I’ve started eating caffeinated clif shot bloks when the mornings are warm, instead of making tea, in an attempt to save time. It doesn’t really work. I am still the slowest hiker in the mornings. As long as we start hiking before 8, though, everything is good. Don’t want to mess around with unlucky number 8. Finally- packs lined with trashbags for the plunge pools, ready to go. The sky is clear and blue. Time to hike!

The first mile-ish of our descent into Saddle Canyon is fine. Working our way down an overgrown ravine filled with pokey brush. Enough people have walked through, though, that it’s not inpenetrable, and the mile only takes us an hour. Or maybe I’m just getting used to bushwhacking.

Some smooth sandstone appears, and we downclimb a pouroff or two. No problem. And then we reach our first impassible pouroff, and everything goes awry.

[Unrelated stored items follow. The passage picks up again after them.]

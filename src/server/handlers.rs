//! Request handlers: sequence the pipeline and map outcomes onto the
//! uniform response envelope.
//!
//! Every handled outcome — including download and extraction failures — is
//! HTTP 200 with a `{status, analysis?, error?}` body; the envelope, not the
//! transport, carries the verdict. Only structurally invalid requests (bad
//! JSON, a `pdf_url` that is not a URL) are rejected before the handler by
//! the `Json` extractor with a 4xx.

use crate::error::AnalysisError;
use crate::pipeline::extract::extract_text;
use crate::pipeline::fetch::fetch_pdf;
use crate::server::AppState;
use axum::extract::State;
use axum::Json;
use serde::{Deserialize, Serialize};
use url::Url;

/// Exact message for the empty-document outcome; part of the API contract.
pub const EMPTY_EXTRACTION_MESSAGE: &str = "Failed to extract text from PDF or PDF was empty";

const SERVICE_NAME: &str = "Medical Report Analysis API";
const VERSION: &str = env!("CARGO_PKG_VERSION");

#[derive(Debug, Deserialize)]
pub struct AnalyzeRequest {
    /// Deserialising through [`Url`] enforces syntactic validity at the
    /// extractor boundary; no further checks happen before network use.
    pub pdf_url: Url,
}

/// The uniform response envelope. Exactly one of `analysis`/`error` is
/// populated, matching `status`.
#[derive(Debug, Serialize)]
pub struct AnalyzeResponse {
    pub status: &'static str,
    #[serde(skip_serializing_if = "Option::is_none")]
    pub analysis: Option<String>,
    #[serde(skip_serializing_if = "Option::is_none")]
    pub error: Option<String>,
}

impl AnalyzeResponse {
    fn success(analysis: String) -> Self {
        Self {
            status: "success",
            analysis: Some(analysis),
            error: None,
        }
    }

    fn error(message: impl Into<String>) -> Self {
        Self {
            status: "error",
            analysis: None,
            error: Some(message.into()),
        }
    }
}

#[tracing::instrument(skip(state, request), fields(url = %request.pdf_url))]
pub async fn analyze_pdf_handler(
    State(state): State<AppState>,
    Json(request): Json<AnalyzeRequest>,
) -> Json<AnalyzeResponse> {
    match run_pipeline(&state, &request.pdf_url).await {
        Ok(Some(analysis)) => {
            tracing::info!(chars = analysis.len(), "analysis complete");
            Json(AnalyzeResponse::success(analysis))
        }
        Ok(None) => {
            tracing::info!("extraction produced no content");
            Json(AnalyzeResponse::error(EMPTY_EXTRACTION_MESSAGE))
        }
        Err(e) => {
            tracing::error!(error = %e, "analysis pipeline failed");
            Json(AnalyzeResponse::error(e.to_string()))
        }
    }
}

/// Fetch → extract → analyze, strictly in order.
///
/// `Ok(None)` is the empty-document outcome. Analysis itself cannot fail:
/// once this function has a non-empty document, the orchestrator's fallback
/// guarantees a result. Any error slipping through here — extraction parse
/// failures, temp-file I/O — reaches the handler's generic arm, the
/// last-resort boundary.
async fn run_pipeline(state: &AppState, url: &Url) -> Result<Option<String>, AnalysisError> {
    let pdf = fetch_pdf(&state.http, url, state.config.download_timeout_secs).await?;
    let document = extract_text(&pdf).await?;
    // The temp file has served its purpose; release it before the model
    // round-trips.
    drop(pdf);

    let Some(document) = document else {
        return Ok(None);
    };

    Ok(Some(state.analyzer.analyze(&document).await))
}

// ── Health endpoints ─────────────────────────────────────────────────────

#[derive(Serialize)]
pub struct LivenessResponse {
    pub status: &'static str,
    pub service: &'static str,
    pub version: &'static str,
    pub features: Vec<&'static str>,
}

pub async fn liveness_handler() -> Json<LivenessResponse> {
    Json(LivenessResponse {
        status: "healthy",
        service: SERVICE_NAME,
        version: VERSION,
        features: vec!["Enhanced Medical Knowledge", "Caching", "Compression"],
    })
}

#[derive(Serialize)]
pub struct HealthResponse {
    pub status: &'static str,
    pub api_available: bool,
    pub cache_enabled: bool,
    pub version: &'static str,
}

pub async fn health_handler(State(state): State<AppState>) -> Json<HealthResponse> {
    Json(HealthResponse {
        status: "ok",
        // Config validation already refused to start without a credential.
        api_available: !state.config.api_key.is_empty(),
        cache_enabled: state.config.cache_capacity > 0,
        version: VERSION,
    })
}
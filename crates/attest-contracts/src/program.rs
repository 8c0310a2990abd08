//! Program and program-hash types.
//!
//! A `Program` is one witness attached to a signable object: the script whose
//! hash the signer committed to, plus the parameters (typically signatures)
//! the script consumes. A `ProgramHash` is that commitment.

use std::fmt;
use std::str::FromStr;

use serde::{Deserialize, Deserializer, Serialize, Serializer};

use crate::error::ProgramHashError;

/// Width in bytes of a `ProgramHash` (RIPEMD-160 output).
pub const PROGRAM_HASH_LEN: usize = 20;

/// A commitment to an authorization script.
///
/// Computed as `RIPEMD-160(SHA-256(code))` by `attest_core::hash::code_hash`.
/// Displays and serializes as 40 lowercase hex characters.
#[derive(Clone, Copy, PartialEq, Eq, Hash, PartialOrd, Ord, Default)]
pub struct ProgramHash(pub [u8; PROGRAM_HASH_LEN]);

impl ProgramHash {
    /// Wrap raw digest bytes.
    pub fn from_bytes(bytes: [u8; PROGRAM_HASH_LEN]) -> Self {
        Self(bytes)
    }

    /// The raw digest bytes.
    pub fn as_bytes(&self) -> &[u8; PROGRAM_HASH_LEN] {
        &self.0
    }

    /// Build a hash from a slice, returning `None` unless it is exactly
    /// `PROGRAM_HASH_LEN` bytes long.
    pub fn from_slice(bytes: &[u8]) -> Option<Self> {
        let arr: [u8; PROGRAM_HASH_LEN] = bytes.try_into().ok()?;
        Some(Self(arr))
    }

    /// Lowercase hex encoding.
    pub fn to_hex(&self) -> String {
        hex::encode(self.0)
    }
}

impl fmt::Display for ProgramHash {
    fn fmt(&self, f: &mut fmt::Formatter<'_>) -> fmt::Result {
        f.write_str(&self.to_hex())
    }
}

impl fmt::Debug for ProgramHash {
    fn fmt(&self, f: &mut fmt::Formatter<'_>) -> fmt::Result {
        write!(f, "ProgramHash({})", self.to_hex())
    }
}

impl FromStr for ProgramHash {
    type Err = ProgramHashError;

    fn from_str(s: &str) -> Result<Self, Self::Err> {
        let bytes = hex::decode(s).map_err(|e| ProgramHashError {
            reason: format!("invalid hex: {e}"),
        })?;
        Self::from_slice(&bytes).ok_or_else(|| ProgramHashError {
            reason: format!("must be {} bytes, got {}", PROGRAM_HASH_LEN, bytes.len()),
        })
    }
}

impl Serialize for ProgramHash {
    fn serialize<S: Serializer>(&self, serializer: S) -> Result<S::Ok, S::Error> {
        serializer.serialize_str(&self.to_hex())
    }
}

impl<'de> Deserialize<'de> for ProgramHash {
    fn deserialize<D: Deserializer<'de>>(deserializer: D) -> Result<Self, D::Error> {
        let s = String::deserialize(deserializer)?;
        s.parse().map_err(serde::de::Error::custom)
    }
}

/// One witness: an authorization script and its runtime parameters.
///
/// `code` is hashed and compared against the signer's claim, then loaded
/// into the engine as the code segment. `parameter` is loaded as a second
/// segment and runs first (for signature contracts it pushes the signatures
/// that `code` consumes). Fields are private so a `Program` cannot change
/// after construction.
#[derive(Debug, Clone, PartialEq, Eq, Serialize, Deserialize)]
pub struct Program {
    code: Vec<u8>,
    parameter: Vec<u8>,
}

impl Program {
    pub fn new(code: impl Into<Vec<u8>>, parameter: impl Into<Vec<u8>>) -> Self {
        Self {
            code: code.into(),
            parameter: parameter.into(),
        }
    }

    /// The authorization script.
    pub fn code(&self) -> &[u8] {
        &self.code
    }

    /// The parameter segment.
    pub fn parameter(&self) -> &[u8] {
        &self.parameter
    }
}
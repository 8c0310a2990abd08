//! # attest-vm
//!
//! A bounded execution engine for signature contracts.
//!
//! This crate provides [`engine::SignatureEngineFactory`], which implements
//! the [`attest_core::traits::EngineFactory`] contract. Each engine it builds
//! runs one program: the push-only parameter segment first, then the code
//! segment, against a shared evaluation stack.
//!
//! Supported contracts:
//!
//! 1. **Single signature**: `<pubkey> CHECKSIG`
//! 2. **Multi signature**: `<m> <pubkeys…> <n> CHECKMULTISIG`
//!
//! Signatures are checked through the injected `CryptoProvider` against the
//! signable data's canonical hash.
//!
//! ## Quick start
//!
//! ```rust,ignore
//! use attest_core::ProgramVerifier;
//! use attest_vm::{EngineConfig, SignatureEngineFactory};
//!
//! let config = EngineConfig::from_file(Path::new("engine.toml"))?;
//! let verifier = ProgramVerifier::with_engine(Box::new(SignatureEngineFactory::new(config)));
//! verifier.verify(&payload)?;
//! ```

pub mod config;
pub mod contract;
pub mod engine;
pub mod opcode;

pub use config::EngineConfig;
pub use contract::{multi_sig_contract, signature_parameter, single_sig_contract, ContractError};
pub use engine::{EngineFault, SignatureEngine, SignatureEngineFactory};
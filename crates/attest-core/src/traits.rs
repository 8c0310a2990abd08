//! Trait definitions at the verifier's trust boundary.
//!
//! - `SignableData`: the object being authorized (caller-owned, read-only)
//! - `CryptoProvider`: signature primitive, usable by scripts and by the
//!                      direct signature check
//! - `StateReader`: read-only ledger access for engines that need it
//! - `EngineFactory` / `ExecutionEngine`: the deterministic VM contract
//!
//! The verifier depends only on these traits. It assumes nothing about
//! instruction semantics beyond what `ExecutionEngine` exposes.

use attest_contracts::{CryptoError, Program, ProgramHash, ProgramHashError, VmState};

use crate::hash::sha256;

/// An object whose authorization is proven by attached programs.
///
/// Typically a transaction or a block header. `program_hashes()` and
/// `programs()` must be index-aligned: hash `i` is the signer's claim about
/// program `i`.
pub trait SignableData {
    /// The program hashes the signer committed to, in order.
    ///
    /// May fail when the hashes are derived from state the object cannot
    /// resolve (e.g. a transaction whose referenced outputs are unknown).
    fn program_hashes(&self) -> Result<Vec<ProgramHash>, ProgramHashError>;

    /// The attached witnesses, in the same order as `program_hashes()`.
    fn programs(&self) -> &[Program];

    /// The canonical serialization that signatures cover. Must exclude the
    /// programs themselves.
    fn unsigned_bytes(&self) -> Vec<u8>;

    /// The 32-byte message hash that signatures are checked against.
    fn canonical_hash(&self) -> [u8; 32] {
        sha256(&self.unsigned_bytes())
    }
}

/// Signature-checking primitive.
///
/// Implementations must be pure and deterministic: the same inputs always
/// produce the same answer.
pub trait CryptoProvider: Send + Sync {
    fn verify(
        &self,
        pubkey: &[u8],
        message_hash: &[u8],
        signature: &[u8],
    ) -> Result<(), CryptoError>;
}

/// Read-only access to ledger state for engines whose opcodes need it.
pub trait StateReader: Send + Sync {
    fn read(&self, key: &[u8]) -> Option<Vec<u8>>;
}

/// A `StateReader` for contexts with no ledger attached.
#[derive(Debug, Clone, Copy, Default)]
pub struct NullStateReader;

impl StateReader for NullStateReader {
    fn read(&self, _key: &[u8]) -> Option<Vec<u8>> {
        None
    }
}

/// A single-use deterministic execution context for one program.
///
/// The verifier calls `load_code(code, false)`, `load_code(parameter, true)`,
/// then `execute()` once, then reads the final state. `execute()` must return
/// in bounded time; any step or resource bound is the engine's business.
pub trait ExecutionEngine {
    /// Push a code segment. Called twice per program.
    fn load_code(&mut self, script: &[u8], is_parameter: bool);

    /// Run until the engine halts or faults.
    fn execute(&mut self);

    /// The state after `execute()` returned.
    fn state(&self) -> VmState;

    /// Number of values left on the evaluation stack.
    fn stack_count(&self) -> usize;

    /// The single remaining stack value coerced to a boolean.
    ///
    /// Only meaningful when `state()` is `Halted` and `stack_count()` is 1.
    fn execute_result(&self) -> bool;
}

/// Builds a fresh `ExecutionEngine` for each program the verifier runs.
///
/// The returned engine may borrow the signable data and the capabilities for
/// its whole lifetime; it is dropped before the next program is examined.
pub trait EngineFactory: Send + Sync {
    fn create<'a>(
        &self,
        signable: &'a dyn SignableData,
        crypto: &'a dyn CryptoProvider,
        state: &'a dyn StateReader,
    ) -> Box<dyn ExecutionEngine + 'a>;
}
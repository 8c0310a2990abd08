//! Demo scenarios.
//!
//! Each scenario builds signed payloads with fixed demo keys, runs them
//! through the verifier, and reports the outcome next to the expected one.

use k256::ecdsa::{signature::hazmat::PrehashSigner, Signature, SigningKey};
use serde::Serialize;
use thiserror::Error;
use tracing::info;

use attest_contracts::{ConfigError, Program, VerificationOutcome};
use attest_core::traits::SignableData;
use attest_core::{code_hash, ProgramVerifier, SignedPayload};
use attest_vm::{multi_sig_contract, signature_parameter, single_sig_contract, ContractError};

#[derive(Debug, Error)]
pub enum DemoError {
    #[error(transparent)]
    Config(#[from] ConfigError),

    #[error("could not build contract: {0}")]
    Contract(#[from] ContractError),

    #[error("key or signature error: {0}")]
    Key(#[from] k256::ecdsa::Error),
}

/// One verification run and whether it came out as expected.
#[derive(Debug, Serialize)]
pub struct ScenarioReport {
    pub scenario: &'static str,
    pub case: &'static str,
    pub expected_pass: bool,
    pub outcome: VerificationOutcome,
}

impl ScenarioReport {
    pub fn as_expected(&self) -> bool {
        self.outcome.passed == self.expected_pass
    }
}

const BODY: &[u8] = b"transfer 25 units from account A to account B";

fn demo_key(seed: u8) -> Result<SigningKey, DemoError> {
    Ok(SigningKey::from_slice(&[seed; 32])?)
}

fn pubkey(key: &SigningKey) -> Vec<u8> {
    key.verifying_key().to_encoded_point(true).as_bytes().to_vec()
}

fn sign(key: &SigningKey, body: &[u8]) -> Result<Vec<u8>, DemoError> {
    let unsigned = SignedPayload::with_programs(body.to_vec(), vec![]);
    let sig: Signature = key.sign_prehash(&unsigned.canonical_hash())?;
    Ok(sig.to_bytes().to_vec())
}

fn single_sig_program(key: &SigningKey, body: &[u8]) -> Result<Program, DemoError> {
    Ok(Program::new(
        single_sig_contract(&pubkey(key))?,
        signature_parameter(&[sign(key, body)?])?,
    ))
}

fn report(
    scenario: &'static str,
    case: &'static str,
    expected_pass: bool,
    outcome: VerificationOutcome,
) -> ScenarioReport {
    info!(scenario, case, passed = outcome.passed, "scenario case finished");
    ScenarioReport {
        scenario,
        case,
        expected_pass,
        outcome,
    }
}

/// One signer, one single-signature contract.
pub fn single_sig(verifier: &ProgramVerifier) -> Result<Vec<ScenarioReport>, DemoError> {
    let alice = demo_key(1)?;
    let payload = SignedPayload::with_programs(BODY.to_vec(), vec![single_sig_program(&alice, BODY)?]);

    Ok(vec![report("single-sig", "valid signer", true, verifier.check(&payload))])
}

/// A 2-of-3 multi-signature contract, satisfied and unsatisfied.
pub fn multi_sig(verifier: &ProgramVerifier) -> Result<Vec<ScenarioReport>, DemoError> {
    let keys = [demo_key(1)?, demo_key(2)?, demo_key(3)?];
    let pubkeys: Vec<Vec<u8>> = keys.iter().map(pubkey).collect();
    let code = multi_sig_contract(2, &pubkeys)?;

    let satisfied = Program::new(
        code.clone(),
        signature_parameter(&[sign(&keys[0], BODY)?, sign(&keys[2], BODY)?])?,
    );
    let one_short = Program::new(code, signature_parameter(&[sign(&keys[1], BODY)?])?);

    Ok(vec![
        report(
            "multi-sig",
            "2 of 3 signatures",
            true,
            verifier.check(&SignedPayload::with_programs(BODY.to_vec(), vec![satisfied])),
        ),
        report(
            "multi-sig",
            "1 of 3 signatures",
            false,
            verifier.check(&SignedPayload::with_programs(BODY.to_vec(), vec![one_short])),
        ),
    ])
}

/// Payloads altered after signing, each caught at a different check.
pub fn tampered(verifier: &ProgramVerifier) -> Result<Vec<ScenarioReport>, DemoError> {
    let alice = demo_key(1)?;
    let mallory = demo_key(9)?;

    // Body changed after Alice signed it.
    let altered_body = SignedPayload::with_programs(
        b"transfer 9999 units from account A to account M".to_vec(),
        vec![single_sig_program(&alice, BODY)?],
    );

    // Claim is Alice's contract, witness is Mallory's.
    let alice_hash = code_hash(&single_sig_contract(&pubkey(&alice))?);
    let swapped_witness = SignedPayload::new(
        BODY.to_vec(),
        vec![alice_hash],
        vec![single_sig_program(&mallory, BODY)?],
    );

    // An extra value smuggled in front of the signature.
    let padded = SignedPayload::with_programs(
        BODY.to_vec(),
        vec![Program::new(
            single_sig_contract(&pubkey(&alice))?,
            signature_parameter(&[vec![0x01], sign(&alice, BODY)?])?,
        )],
    );

    // A witness removed after signing.
    let mut missing_witness = SignedPayload::with_programs(
        BODY.to_vec(),
        vec![single_sig_program(&alice, BODY)?, single_sig_program(&mallory, BODY)?],
    );
    missing_witness.set_programs(vec![single_sig_program(&alice, BODY)?]);

    Ok(vec![
        report("tampered", "altered body", false, verifier.check(&altered_body)),
        report("tampered", "swapped witness", false, verifier.check(&swapped_witness)),
        report("tampered", "padded parameter", false, verifier.check(&padded)),
        report("tampered", "missing witness", false, verifier.check(&missing_witness)),
    ])
}

/// Direct signature checks, no engine involved.
pub fn direct_signature(verifier: &ProgramVerifier) -> Result<Vec<ScenarioReport>, DemoError> {
    let alice = demo_key(1)?;
    let payload = SignedPayload::with_programs(BODY.to_vec(), vec![]);
    let sig = sign(&alice, BODY)?;

    let mut flipped = sig.clone();
    flipped[10] ^= 0x01;

    Ok(vec![
        report(
            "direct-signature",
            "valid signature",
            true,
            verifier.verify_signature(&payload, &pubkey(&alice), &sig).into(),
        ),
        report(
            "direct-signature",
            "one bit flipped",
            false,
            verifier.verify_signature(&payload, &pubkey(&alice), &flipped).into(),
        ),
    ])
}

You see, there are multiple sources of beta for the Hayduke. By using all of these sources together, we’ve so far been able to navigate in an incredibly efficient and accurate way. Whether it’s finding an obscure water source or the one single way to drop into a massive canyon, we’ve been able to do it, and without much trouble. It’s funny, but before the Hayduke I thought I was “bad at navigation”. And then I realized, a few weeks into this route, while wending my way over lumpy, unmarked slickrock, that I’m actually good at it. I guess that’s what happens when you do it five months of the year for several years in a row, ha ha. But not today. Because today, all of our sources are wrong.

Do this: when you go into Saddle Canyon, forget the line on your maps. Forget the track on your GPS. Forget the notes in the guidebook. When you reach the first truly impassible pouroff, backtrack to the actial cairn built by actual people, and follow the faint trail up the scree slope and then contour along below the cliff to the ridge that you can follow back down, with the occasional cairn, back into the canyon past the pouroff.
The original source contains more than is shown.